Uczeń pokazał katechetce, co przyniósł ze sobą do szkoły. "Chciała wypędzić demona"
Lekcje religii w szkołach prowadzone są nie tylko przez księży, ale także cieszące się nieposzlakowaną opinią katechetki. Jedna z nich nie wykazała się biblijną cierpliwością i w przypływie emocji zachowała się wobec ucznia w mało dydaktyczny sposób. Jak niepokorny młodzieniec doprowadził ją do szewskiej pasji?
Absurdy, których uczy się dzieic na lekcjach religii
Lekcje religii mogą być ciekawe i wartościowe, a prowadzący może skutecznie zachęcić młodzież do aktywności w kościele i organizacjach przykościelnych. Tacy duchowni są jednak cichymi bohaterami, ponieważ na pierwszy plan wysuwają się ci, którzy stosują mniej łagodne metody nauczania.
Młodzi uczniowie podczas religii w polskich szkołach dowiadują się wielu absurdalnych informacji. Mogą bowiem wyjść z sali katechetycznej z przekonaniem, że "plemniki w prezerwatywie to zamknięte duszyczki", "producenci antykoncepcji hormonalnej zaczynali działalność w Auschwitz" a "choroby są karą za straszne grzechy".
Niektórzy kapłani w ramach swojego pedagogicznego posłannictwa przekonują, że "joga to wymysł szatana", "tatuaże są diabelskie" a "nauka języka niemieckiego to grzech". W przytoczonej przez jednego ucznia anegdocie żadna z wymienionych sytuacji nie miała miejsca. Katechetka była jeszcze bardziej kreatywna.
Katechetka chciała wypędzić z ucznia demona
Uczeń, który kilka lat temu skończył szkołę, opowiedział o sytuacji, z jaką spotkał się na lekcji religii. Chciał uświadomić prowadzącej, że różnice światopoglądowe i religijne nie są niczym złym, więc n a szkolnej ławce wystawił figurkę buddy. Katechetka nie przeszła obok tego obojętnie, jednak niewątpliwie włosy stanęły jej dęba i była bliska omdlenia.

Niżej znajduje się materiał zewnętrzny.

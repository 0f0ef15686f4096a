use auth_portal::App;
use leptos::prelude::*;

// Use lol_alloc as the global allocator for smaller WASM size
#[cfg(target_arch = "wasm32")]
use lol_alloc::{AssumeSingleThreaded, FreeListAllocator};

#[cfg(target_arch = "wasm32")]
#[global_allocator]
static ALLOCATOR: AssumeSingleThreaded<FreeListAllocator> =
    unsafe { AssumeSingleThreaded::new(FreeListAllocator::new()) };

pub fn main() {
    console_error_panic_hook::set_once();

    let level = if cfg!(debug_assertions) {
        log::Level::Debug
    } else {
        log::Level::Info
    };
    // 日志初始化失败不影响页面运行
    let _ = console_log::init_with_level(level);

    mount_to_body(App);
}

Uznała, że to znak, by pochylić się na beznadziejnością niepokornego ucznia. Oznajmiła, że jest w nim demon i podczas lekcji poczyniła starania, by go wypędzić. Niestety, nie udało jej się znacząco wpłynąć na liberalne horyzonty swojego podopiecznego. Czy przez takie przypadki coraz więcej młodzieży zacznie rezygnować z religii?
Religia będzie obowiązkowa?
Dane w tej sprawie są alarmujące - według CBOS osoby w młodym wieku do 24 lat w 1992 roku w 70% deklarowały uczestnictwo w mszach świętych. 21 lat później ten wynik stopniał do 23% . To może przełożyć się na absencję z tego przedmiotu także w szkole, gdzie aktualnie nie ma obowiązku uczęszczania ani na religię, ani na etykę. To jednak wkrótce może się zmienić.
- Religia nigdy nie będzie obowiązkowa. Najwcześniej za dwa lata chcemy wprowadzić obowiązek uczęszczania na lekcje religii lub etyki - zapowiedział w TVP Info zwierzchnik polskiego szkolnictwa, Przemysław Czarnek. Jak sądzicie, to właściwy ruch?